Ada beberapa sebab munculnya nasionalisme Mesir. Munculnya gerakan Wahabi di Jazirah Arab yang menentang penjajahan Turki mampu mempersatukan rakyat Mesir. Apalagi rakyat Mesir memperoleh pengaruh dari Revolusi Perancis yang dibawa Napoleon Bonapart saat menduduki Mesir tahun 1798. Pemahaman liberal yang melanda Mesir menyebabka munculnya kelompok terpelajar yang berorientasi modern. Pada umumnya mereka pernah menempuh pendidikan di Eropa dan berbagai universitas terutama di Beirut dan Damaskus. Nasionalisme   Mesir   juga   terpengaruh   Gerakan   Turki   Muda.   Nilai   persatuan   yang diperjuangkan nasionalis Turki mampu menggugah semangat bangsa  Mesir  untuk bersatu. Apalagi  muncul  gerakan  Pan-Arab  yang  dipelopori  oleh  Amir   Syakib  Arselan  yang menganjurkan agar bangsa Arab bersatu dan memperjuangkan kemerdekaan bangsanya.

Nasionalisme  Mesir  ditandai  oleh  munculnya  pemberontakan  Urabi  Pasha  (1881-1882) terhadap Inggris. Setelah Perang Dunia I, Mesir menuntut kemerdekaan dari Inggris. Akhirnya tahun 1922, Mesir menjadi kerajaan di bawah Persemakmuran Inggris. Tahun 1936, Mesir menjadi negara yang merdeka penuh. Selanjutnya, Terusan Suez dinasionalisasi Mesir kembali pada tahun 1956 oleh Gamal Abdunnasir. Lihat : Gerakan Nasionalisme Mesir 

Pranata Hukum dan Ideologi Negara

Dari segi sistem hukum, Mesir telah mengalami beberapa perkembangan yang terjadi pada tahun 1956 (Qanun No. 461 dan 462, tahun 1954-1955) telah berlaku perubahan yang agak besar dari segi perkembangan politik hukum Islam dan pengadilan agama, di mana pada tahun tersebut pengadilan agama (al-Mahakim asy-Syariyyah al-Juziyyah, al-Ibtidaiyyah, dan al-Ulya) dan mahkamah agama bagi orang bukan Islam (al-Mahakim al-Miliyyah) telah dihapuskan  (ilgha) dan  pihak  yang menangani  keduanya  dipindahkan  kepada  pengadilan negeri (mahakim al-ahliyyah atau al-wataniyyah). Undang-undang yang dilaksanakan di pengadilan agama, baik Islam maupun bukan Islam sesuai dengan hukum keluarga masing- masing umat beragama, kecuali undang-undang kewarisan, wasiat, wakaf yang telah dijadikan hukum positif. Dengan itu, jelaslah bahwa “Qanun al-Mawarits 1943” dan “Qanun al- Washiyyah 1946” telah dilaksanakan terhadap orang-orang Islam dan bukan Islam di Mesir.

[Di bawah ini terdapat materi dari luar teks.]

// SPDX-License-Identifier: MPL-2.0
// This Source Code Form is subject to the terms of the Mozilla Public
// License, v. 2.0. If a copy of the MPL was not distributed with this
// file, You can obtain one at https://mozilla.org/MPL/2.0/.

//! Error types for the `avalon_lib` library.
//!
//! Decoding never fails: malformed responses degrade into empty records,
//! `None` readings or fallback variants. The types here cover what is left:
//! value validation, transport failures and commands the miner rejected.

use thiserror::Error;

/// The main error type for this library.
#[derive(Debug, Error)]
pub enum Error {
    /// Error occurred during value validation.
    #[error("value error: {0}")]
    Value(#[from] ValueError),

    /// Error occurred while talking to the miner.
    #[error("protocol error: {0}")]
    Protocol(#[from] ProtocolError),

    /// The miner answered but reported a failure.
    #[error("command rejected: {0}")]
    CommandRejected(String),
}

/// Errors related to value validation and constraints.
#[derive(Debug, Error, Clone, PartialEq, Eq)]
pub enum ValueError {
    /// A numeric value is outside the allowed range.
    #[error("value {actual} is out of range [{min}, {max}]")]
    OutOfRange {
        /// Minimum allowed value.
        min: i64,
        /// Maximum allowed value.
        max: i64,
        /// The actual value that was provided.
        actual: i64,
    },

    /// An unknown work mode name or level.
    #[error("invalid work mode: {0}")]
    InvalidWorkMode(String),

    /// An unknown LED effect name.
    #[error("invalid LED effect: {0}")]
    InvalidLedEffect(String),

    /// A malformed hex color string.
    #[error("invalid hex color: {0}")]
    InvalidHexColor(String),

    /// A required setting is empty.
    #[error("{0} must not be empty")]
    EmptyField(&'static str),
}

/// Errors related to the TCP transport.
#[derive(Debug, Error)]
pub enum ProtocolError {
    /// Socket level failure (connect, write or read).
    #[error("I/O error: {0}")]
    Io(#[from] std::io::Error),

    /// The attempt did not finish within the configured timeout.
    #[error("request timed out after {0} ms")]
    Timeout(u64),

    /// Invalid host or port.
    #[error("invalid address: {0}")]
    InvalidAddress(String),

    /// Every attempt failed.
    #[error("no response after {attempts} attempts: {last}")]
    RetriesExhausted {
        /// Number of attempts made (retries + 1).
        attempts: u32,
        /// The error of the final attempt.
        #[source]
        last: Box<ProtocolError>,
    },
}

/// A specialized Result type for this library.
pub type Result<T> = std::result::Result<T, Error>;
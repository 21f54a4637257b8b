// SPDX-License-Identifier: MPL-2.0
// This Source Code Form is subject to the terms of the Mozilla Public
// License, v. 2.0. If a copy of the MPL was not distributed with this
// file, You can obtain one at https://mozilla.org/MPL/2.0/.

//! Outcome of a single command.

use serde::Serialize;

use super::{Record, decode};
use crate::command::Command;
use crate::error::Error;

/// Message used when the miner never answered.
pub const NO_RESPONSE_MESSAGE: &str = "No response from miner";

/// Message used when the `STATUS` section carries no `Msg` field.
pub const NO_MESSAGE: &str = "No message";

/// Outcome of a command sent to the miner.
///
/// `success` reflects the `STATUS` code of the reply (`"S"`), unless the
/// command has its own success policy (see
/// [`Command::accepts_as_success`]).
#[derive(Debug, Clone, PartialEq, Serialize)]
pub struct CommandResult {
    /// Whether the miner accepted the command.
    pub success: bool,
    /// The miner's `Msg`, or a placeholder.
    pub message: String,
    /// The reply text; `None` if nothing was received.
    pub raw: Option<String>,
    /// The decoded reply; `None` if nothing was received.
    pub parsed: Option<Record>,
}

impl CommandResult {
    /// Result for a command that got no reply.
    #[must_use]
    pub fn no_response() -> Self {
        Self {
            success: false,
            message: NO_RESPONSE_MESSAGE.to_string(),
            raw: None,
            parsed: None,
        }
    }

    /// Decodes a reply to `command`.
    #[must_use]
    pub fn from_reply<C: Command + ?Sized>(command: &C, raw: String) -> Self {
        let parsed = decode(&raw);
        let message = parsed.message().unwrap_or(NO_MESSAGE).to_string();
        let success =
            parsed.status_code() == Some("S") || command.accepts_as_success(&message);

        Self {
            success,
            message,
            raw: Some(raw),
            parsed: Some(parsed),
        }
    }

    /// Returns true if the miner answered at all.
    #[must_use]
    pub fn has_response(&self) -> bool {
        self.raw.is_some()
    }

    /// Converts an unsuccessful result into an error.
    ///
    /// # Errors
    ///
    /// Returns [`Error::CommandRejected`] with the result message if
    /// `success` is false.
    pub fn into_result(self) -> Result<Self, Error> {
        if self.success {
            Ok(self)
        } else {
            Err(Error::CommandRejected(self.message))
        }
    }
}
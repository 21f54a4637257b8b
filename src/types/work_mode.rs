// SPDX-License-Identifier: MPL-2.0
// This Source Code Form is subject to the terms of the Mozilla Public
// License, v. 2.0. If a copy of the MPL was not distributed with this
// file, You can obtain one at https://mozilla.org/MPL/2.0/.

//! Miner work mode.

use std::fmt;
use std::str::FromStr;

use serde::{Deserialize, Serialize};

use crate::error::ValueError;

/// Performance tier of the miner.
///
/// Sent as `ascset|0,workmode,set,<level>` and reported back as
/// `WORKMODE[<level>]` in the extended status.
///
/// # Examples
///
/// ```
/// use avalon_lib::types::WorkMode;
///
/// let mode: WorkMode = "mid".parse().unwrap();
/// assert_eq!(mode.level(), 1);
/// assert_eq!(WorkMode::try_from(2).unwrap(), WorkMode::High);
/// ```
#[derive(Debug, Clone, Copy, PartialEq, Eq, PartialOrd, Ord, Hash, Serialize, Deserialize)]
pub enum WorkMode {
    /// Lowest power draw.
    Low,
    /// Balanced.
    Mid,
    /// Highest hash rate.
    High,
}

impl WorkMode {
    /// Every mode, ordered by level.
    pub const ALL: [Self; 3] = [Self::Low, Self::Mid, Self::High];

    /// Level number used on the wire.
    #[must_use]
    pub const fn level(self) -> u8 {
        match self {
            Self::Low => 0,
            Self::Mid => 1,
            Self::High => 2,
        }
    }

    /// Display name.
    #[must_use]
    pub const fn as_str(self) -> &'static str {
        match self {
            Self::Low => "Low",
            Self::Mid => "Mid",
            Self::High => "High",
        }
    }
}

impl fmt::Display for WorkMode {
    fn fmt(&self, f: &mut fmt::Formatter<'_>) -> fmt::Result {
        f.write_str(self.as_str())
    }
}

impl TryFrom<i64> for WorkMode {
    type Error = ValueError;

    fn try_from(level: i64) -> Result<Self, Self::Error> {
        Self::ALL
            .into_iter()
            .find(|mode| i64::from(mode.level()) == level)
            .ok_or(ValueError::OutOfRange {
                min: 0,
                max: 2,
                actual: level,
            })
    }
}

impl FromStr for WorkMode {
    type Err = ValueError;

    fn from_str(s: &str) -> Result<Self, Self::Err> {
        let s = s.trim();
        Self::ALL
            .into_iter()
            .find(|mode| mode.as_str().eq_ignore_ascii_case(s) || mode.level().to_string() == s)
            .ok_or_else(|| ValueError::InvalidWorkMode(s.to_string()))
    }
}

#[cfg(test)]
mod tests {
    use super::*;

    #[test]
    fn levels() {
        assert_eq!(WorkMode::Low.level(), 0);
        assert_eq!(WorkMode::Mid.level(), 1);
        assert_eq!(WorkMode::High.level(), 2);
    }

    #[test]
    fn parses_names_and_digits() {
        assert_eq!("Low".parse::<WorkMode>().unwrap(), WorkMode::Low);
        assert_eq!("HIGH".parse::<WorkMode>().unwrap(), WorkMode::High);
        assert_eq!("1".parse::<WorkMode>().unwrap(), WorkMode::Mid);
        assert!(matches!(
            "turbo".parse::<WorkMode>(),
            Err(ValueError::InvalidWorkMode(s)) if s == "turbo"
        ));
        assert!("3".parse::<WorkMode>().is_err());
    }

    #[test]
    fn from_reported_level() {
        assert_eq!(WorkMode::try_from(0).unwrap(), WorkMode::Low);
        assert_eq!(
            WorkMode::try_from(5),
            Err(ValueError::OutOfRange {
                min: 0,
                max: 2,
                actual: 5
            })
        );
    }

    #[test]
    fn display_round_trips() {
        for mode in WorkMode::ALL {
            assert_eq!(mode.to_string().parse::<WorkMode>().unwrap(), mode);
        }
    }
}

Undang-undang tersebut di atas telah diterapkan di pengadilan negeri (Mahakim al-ahliyyah).  Walau  bagaimanapun,  secara  teknis  dan  prosedur  proses  memutuskan  perkara dengan menggunakan undang-undang ini dianggap masih tidak jelas. Hakim yang dilantik di pengadilan negeri adalah terdiri dari sarjana Fakultas Hukum dan bukan sarjana Fakultas Syariah, Universitas Al-Azhar. Hakim ini diberi pelatihan khusus di dalam bidang hukum Islam, sehingga taraf kemampuan mereka sebanding dengan bidang hukum perdata. Secara keseluruhan, ideologi negara adalah syariat Islam dan menjadi butir utama di dalam konstitus Mesir. Lihat : Kedudukan islam di dalam perlembagaan di beberapa negara islam: kajian di malaysia, indonesia, mesir, dan pakistan

Konstitusiolisme, Trias Politika, dan Kedaulatan

Di dalam perkembangan negara Mesir telah disebutkan sebelumnya bahwa agam esmi negara adalah Islam, bahasa Arab merupakan bahasa resmi, dan prinsip-prinsip syaria slam menjadi sumber utama undang-undang. Mengenai hukum Islam, kedudukannya tela ikukuhkan melalui amandemen konstitusi  pada tahun 1980,  dan  ditegaskan pula bahw yariat Islam merupakan sumber utama perundangan negara. Hal ini menampakkan kepad ita bahwa  negara tersebut  meletakkan  agama  Islam  pada  kedudukan  tertinggi  di  dalam Konstitusi Mesir.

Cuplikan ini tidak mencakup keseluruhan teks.